◆ SUPPLIED RECORDS ◆
━━━━━━━━━━━━━━━━
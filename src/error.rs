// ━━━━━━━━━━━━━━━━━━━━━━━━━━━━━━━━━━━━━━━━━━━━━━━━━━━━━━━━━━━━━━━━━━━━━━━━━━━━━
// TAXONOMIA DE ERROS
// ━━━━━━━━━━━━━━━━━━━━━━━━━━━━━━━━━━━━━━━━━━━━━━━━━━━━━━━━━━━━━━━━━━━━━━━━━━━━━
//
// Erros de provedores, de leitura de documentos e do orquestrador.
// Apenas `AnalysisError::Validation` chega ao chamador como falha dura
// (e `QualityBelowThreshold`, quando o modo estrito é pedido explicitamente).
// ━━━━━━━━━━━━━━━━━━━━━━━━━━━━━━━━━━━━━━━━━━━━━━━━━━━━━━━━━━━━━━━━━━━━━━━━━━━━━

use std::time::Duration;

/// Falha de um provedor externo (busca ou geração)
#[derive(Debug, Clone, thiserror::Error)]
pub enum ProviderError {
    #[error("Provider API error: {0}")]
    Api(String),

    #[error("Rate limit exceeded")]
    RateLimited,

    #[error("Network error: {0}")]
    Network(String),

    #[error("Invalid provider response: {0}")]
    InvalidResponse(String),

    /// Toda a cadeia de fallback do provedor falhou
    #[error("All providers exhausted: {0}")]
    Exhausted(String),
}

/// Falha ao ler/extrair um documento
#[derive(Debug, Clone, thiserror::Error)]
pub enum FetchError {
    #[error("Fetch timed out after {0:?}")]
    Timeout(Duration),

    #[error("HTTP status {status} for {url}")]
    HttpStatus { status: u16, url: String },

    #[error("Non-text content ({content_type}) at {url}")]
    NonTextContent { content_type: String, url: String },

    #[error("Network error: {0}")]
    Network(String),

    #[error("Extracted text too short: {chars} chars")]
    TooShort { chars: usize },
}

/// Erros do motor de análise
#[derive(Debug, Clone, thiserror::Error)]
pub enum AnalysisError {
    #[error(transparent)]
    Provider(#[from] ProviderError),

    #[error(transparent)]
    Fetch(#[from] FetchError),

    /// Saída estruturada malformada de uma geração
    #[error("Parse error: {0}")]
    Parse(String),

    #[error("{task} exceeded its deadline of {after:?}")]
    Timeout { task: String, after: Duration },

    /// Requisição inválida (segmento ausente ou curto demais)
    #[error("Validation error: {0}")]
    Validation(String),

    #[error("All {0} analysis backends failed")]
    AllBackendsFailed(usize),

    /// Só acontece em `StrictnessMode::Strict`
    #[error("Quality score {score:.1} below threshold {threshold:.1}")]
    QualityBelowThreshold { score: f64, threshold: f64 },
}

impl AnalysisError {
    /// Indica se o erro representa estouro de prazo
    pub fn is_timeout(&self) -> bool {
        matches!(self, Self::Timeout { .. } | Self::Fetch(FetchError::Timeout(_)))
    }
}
━━━━━━━━━━━━━━━━
◆ REQUIRED ACTION ◆
After locating the line with "do provedor falhou" above, return that line and every later line through the one with "timed out after", word for word and with nothing else.

◆ TASK OUTPUT ◆
    /// Toda a cadeia de fallback do provedor falhou
    #[error("All providers exhausted: {0}")]
    Exhausted(String),
}

/// Falha ao ler/extrair um documento
#[derive(Debug, Clone, thiserror::Error)]
pub enum FetchError {
    #[error("Fetch timed out after {0:?}")]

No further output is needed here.